Extracted data: Begin
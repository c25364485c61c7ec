//! Demo: run SQLite in WAL mode on the in-memory VFS, then snapshot the
//! database and restore it under a different name.

use memlite::MemVfs;
use rusqlite::{Connection, OpenFlags};

fn open(vfs: &str, name: &str) -> Result<Connection, rusqlite::Error> {
    Connection::open_with_flags_and_vfs(
        name,
        OpenFlags::SQLITE_OPEN_READ_WRITE
            | OpenFlags::SQLITE_OPEN_CREATE
            | OpenFlags::SQLITE_OPEN_NO_MUTEX,
        vfs,
    )
}

fn main() -> Result<(), Box<dyn std::error::Error>> {
    tracing_subscriber::fmt()
        .with_max_level(tracing::Level::DEBUG)
        .init();

    let vfs = MemVfs::new();
    vfs.register("memlite", false)?;

    let conn = open("memlite", "demo.db")?;
    conn.execute_batch("PRAGMA page_size=4096; PRAGMA synchronous=OFF")?;
    let mode: String = conn.query_row("PRAGMA journal_mode=WAL", [], |row| row.get(0))?;
    assert_eq!(mode, "wal");

    conn.execute_batch("CREATE TABLE kv (k TEXT PRIMARY KEY, v TEXT)")?;
    let mut insert = conn.prepare("INSERT INTO kv (k, v) VALUES (?1, ?2)")?;
    for i in 0..100 {
        insert.execute((format!("key-{i}"), format!("value-{i}")))?;
    }
    drop(insert);

    let db = vfs.file_read("demo.db")?;
    let wal = vfs.file_read("demo.db-wal")?;
    tracing::info!(db = db.len(), wal = wal.len(), "snapshot taken");

    vfs.file_write("copy.db", &db)?;
    vfs.file_write("copy.db-wal", &wal)?;

    let copy = open("memlite", "copy.db")?;
    let rows: i64 = copy.query_row("SELECT COUNT(*) FROM kv", [], |row| row.get(0))?;
    tracing::info!(rows, "restored snapshot");
    assert_eq!(rows, 100);

    println!("restored {rows} rows from an in-memory snapshot");
    Ok(())
}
Extracted data: End
* **Task description**
Where the word "snapshot" shows up in a line of the records above, count that line; then give the count by itself.

* **Exercise output**
4